Avec les architectes dont nous venons de parler, le XVIIe siècle se termine à Rome : la mort du pape Alexandre VII semble marquer un arrêt momentané dans les grands travaux d’architecture. Mais cet art magnifique que Rome venait de créer, une autre ville, qui n’avait encore joué aucun rôle dans l’art italien, va le reprendre et le continuer. La dernière évolution du style du XVIIe siècle ne se fait pas à Rome, mais à Turin. Là, à la Cour des ducs de Savoie, un architecte né à Modène, le Père Guarini, reprend et développe, en dehors de Rome, dans des milieux nouveaux, l’art même de Borromini, cet art dont Borromini n’avait pu entrevoir toutes les conséquences.

L’art du Père Guarini est quelque chose de très particulier.
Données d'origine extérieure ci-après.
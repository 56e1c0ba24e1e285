//! Redis-style glob patterns (`*`, `?`, `[...]`, `\` escapes)

/// Characters with a special meaning inside a `MATCH` pattern
const META: [char; 6] = ['*', '?', '[', ']', '\\', '^'];

/// Escape a literal so it matches only itself inside a pattern
pub fn escape(literal: &str) -> String {
    let mut out = String::with_capacity(literal.len());
    for c in literal.chars() {
        if META.contains(&c) {
            out.push('\\');
        }
        out.push(c);
    }
    out
}

/// Longest literal prefix of a pattern (everything before the first wildcard)
pub fn literal_prefix(pattern: &str) -> String {
    let mut out = String::new();
    let mut chars = pattern.chars();
    while let Some(c) = chars.next() {
        match c {
            '*' | '?' | '[' => break,
            '\\' => match chars.next() {
                Some(next) => out.push(next),
                None => break,
            },
            _ => out.push(c),
        }
    }
    out
}

/// Match `text` against a glob `pattern`
pub fn glob_match(pattern: &str, text: &str) -> bool {
    let pattern: Vec<char> = pattern.chars().collect();
    let text: Vec<char> = text.chars().collect();
    match_from(&pattern, &text)
}

fn match_from(pattern: &[char], text: &[char]) -> bool {
    let (mut p, mut t) = (0, 0);
    // Backtrack point for the most recent `*`
    let mut star: Option<(usize, usize)> = None;

    while t < text.len() {
        if p < pattern.len() {
            match pattern[p] {
                '*' => {
                    while p < pattern.len() && pattern[p] == '*' {
                        p += 1;
                    }
                    if p == pattern.len() {
                        return true;
                    }
                    star = Some((p, t));
                    continue;
                }
                '?' => {
                    p += 1;
                    t += 1;
                    continue;
                }
                '[' => {
                    if let Some((matched, next)) = match_class(pattern, p, text[t]) {
                        if matched {
                            p = next;
                            t += 1;
                            continue;
                        }
                    }
                }
                '\\' if p + 1 < pattern.len() => {
                    if pattern[p + 1] == text[t] {
                        p += 2;
                        t += 1;
                        continue;
                    }
                }
                c => {
                    if c == text[t] {
                        p += 1;
                        t += 1;
                        continue;
                    }
                }
            }
        }

        match star {
            Some((star_p, star_t)) => {
                p = star_p;
                t = star_t + 1;
                star = Some((star_p, star_t + 1));
            }
            None => return false,
        }
    }

    pattern[p..].iter().all(|&c| c == '*')
}

/// Evaluate a `[...]` class starting at `pattern[start]`.
/// Returns whether `c` matched and the index just past the class.
fn match_class(pattern: &[char], start: usize, c: char) -> Option<(bool, usize)> {
    let mut i = start + 1;
    let negate = matches!(pattern.get(i), Some('^'));
    if negate {
        i += 1;
    }

    let mut matched = false;
    loop {
        let current = *pattern.get(i)?;
        if current == ']' {
            break;
        }
        if current == '\\' {
            i += 1;
            if *pattern.get(i)? == c {
                matched = true;
            }
            i += 1;
        } else if pattern.get(i + 1) == Some(&'-') && pattern.get(i + 2).is_some_and(|&e| e != ']')
        {
            let (mut lo, mut hi) = (current, pattern[i + 2]);
            if lo > hi {
                std::mem::swap(&mut lo, &mut hi);
            }
            if (lo..=hi).contains(&c) {
                matched = true;
            }
            i += 3;
        } else {
            if current == c {
                matched = true;
            }
            i += 1;
        }
    }

    Some((matched != negate, i + 1))
}
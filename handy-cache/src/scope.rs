//! User-Scoped Key Naming
//!
//! Cache keys written on behalf of an authenticated caller are prefixed with
//! `user_{username}_` so one user's entries never collide with another's.
//! Keys containing [`NO_USER_DATA`] opt out and are shared by everyone.

use std::borrow::Cow;

/// Marker that keeps a key out of per-user scoping
pub const NO_USER_DATA: &str = "_noUserData_";

/// Caller identity as supplied by the host's authentication layer
#[derive(Debug, Clone, Default, PartialEq, Eq, Hash)]
pub struct Identity {
    /// Username, if authenticated
    pub username: Option<String>,
}

impl Identity {
    /// No authenticated user; keys stay unscoped
    pub fn anonymous() -> Self {
        Self { username: None }
    }

    pub fn user(username: impl Into<String>) -> Self {
        Self {
            username: Some(username.into()),
        }
    }

    /// Username if present and non-empty
    pub fn username(&self) -> Option<&str> {
        self.username.as_deref().filter(|name| !name.is_empty())
    }

    pub fn is_authenticated(&self) -> bool {
        self.username().is_some()
    }
}

/// Key scoping rules
pub struct KeyScope;

impl KeyScope {
    /// Compute the key actually written to the store
    ///
    /// # Example
    /// ```
    /// use handy_cache::{Identity, KeyScope};
    ///
    /// let bob = Identity::user("bob");
    /// assert_eq!(KeyScope::resolve("cart", &bob), "user_bob_cart");
    /// assert_eq!(KeyScope::resolve("menu_noUserData_", &bob), "menu_noUserData_");
    /// assert_eq!(KeyScope::resolve("cart", &Identity::anonymous()), "cart");
    /// ```
    pub fn resolve<'k>(key: &'k str, identity: &Identity) -> Cow<'k, str> {
        if Self::is_shared(key) {
            return Cow::Borrowed(key);
        }

        match Self::user_prefix(identity) {
            Some(prefix) => Cow::Owned(format!("{prefix}{key}")),
            None => Cow::Borrowed(key),
        }
    }

    /// Prefix shared by every scoped key of this identity
    pub fn user_prefix(identity: &Identity) -> Option<String> {
        identity.username().map(|name| format!("user_{name}_"))
    }

    /// Check whether a key opted out of scoping
    pub fn is_shared(key: &str) -> bool {
        key.contains(NO_USER_DATA)
    }
}
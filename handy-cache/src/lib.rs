//! # handy-cache
//!
//! Per-user scoped, compressed caching over Redis.
//!
//! ## Features
//!
//! - **User scoping**: keys written for an authenticated user are prefixed with
//!   `user_{name}_`; keys containing `_noUserData_` are shared
//! - **Compact payloads**: MessagePack + zstd, level 0-9, readable at any level
//! - **Graceful degradation**: a disabled cache or unreachable store never
//!   fails the caller, operations report a miss or a no-op instead
//! - **Bounded maintenance**: bulk deletes walk the keyspace with `SCAN` and
//!   delete page by page in capped batches
//!
//! ## Quick Start
//!
//! ```rust,no_run
//! use handy_cache::{CacheClient, CacheConfig, Identity};
//!
//! #[tokio::main]
//! async fn main() -> Result<(), Box<dyn std::error::Error>> {
//!     let config = CacheConfig::from_file("config/handy-cache.yml")?;
//!     let cache = CacheClient::connect(&config)?;
//!
//!     let alice = Identity::user("alice");
//!     let _ = cache.set_with_ttl(&alice, "dashboard", &vec![1, 2, 3], 600).await;
//!
//!     let widgets: Option<Vec<u32>> = cache.get(&alice, "dashboard").await.into_option();
//!     println!("Widgets: {:?}", widgets);
//!
//!     // Drop everything outside the session namespace
//!     let removed = cache.delete_without_prefixes(&["session:"]).await.unwrap_or(0);
//!     println!("Removed {} keys", removed);
//!
//!     Ok(())
//! }
//! ```

pub mod client;
pub mod codec;
pub mod config;
pub mod error;
pub mod info;
pub mod outcome;
pub mod pattern;
pub mod scanner;
pub mod scope;
pub mod store;

pub use client::{CacheClient, DEFAULT_RETAINED};
pub use codec::{Codec, CompressLevel};
pub use config::{CacheConfig, LoggingConfig, StoreConfig};
pub use error::{CacheError, Result};
pub use info::StoreInfo;
pub use outcome::{Lookup, Outcome};
pub use scanner::KeyScanner;
pub use scope::{Identity, KeyScope, NO_USER_DATA};
pub use store::{CacheStore, MemoryStore, RedisStore, StoreTtl};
Guarini est plus jeune d’un quart de siècle que les maîtres romains dont nous avons parlé, il vit vers la fin du XVIIe siècle, et l’on peut dire que de lui date réellement le style du siècle suivant. L’art chrétien au XVIIIe siècle se distinguera par ce fait que, tout en étant religieux dans son essence, il sera pénétré par une influence nouvelle, celle d’un milieu aristocratique. A Rome, sous l’autorité souveraine et divine des papes, il n’y a pas de hiérarchie sociale : auprès d’eux tous les hommes sont égaux, et c’est la véritable forme de la société religieuse, qui est par excellence une démocratie. Les Jésuites ont été les vrais directeurs de cette société. Partout, dans leurs églises, faites pour le peuple, règne la plus grande unité : tout est fait pour tous.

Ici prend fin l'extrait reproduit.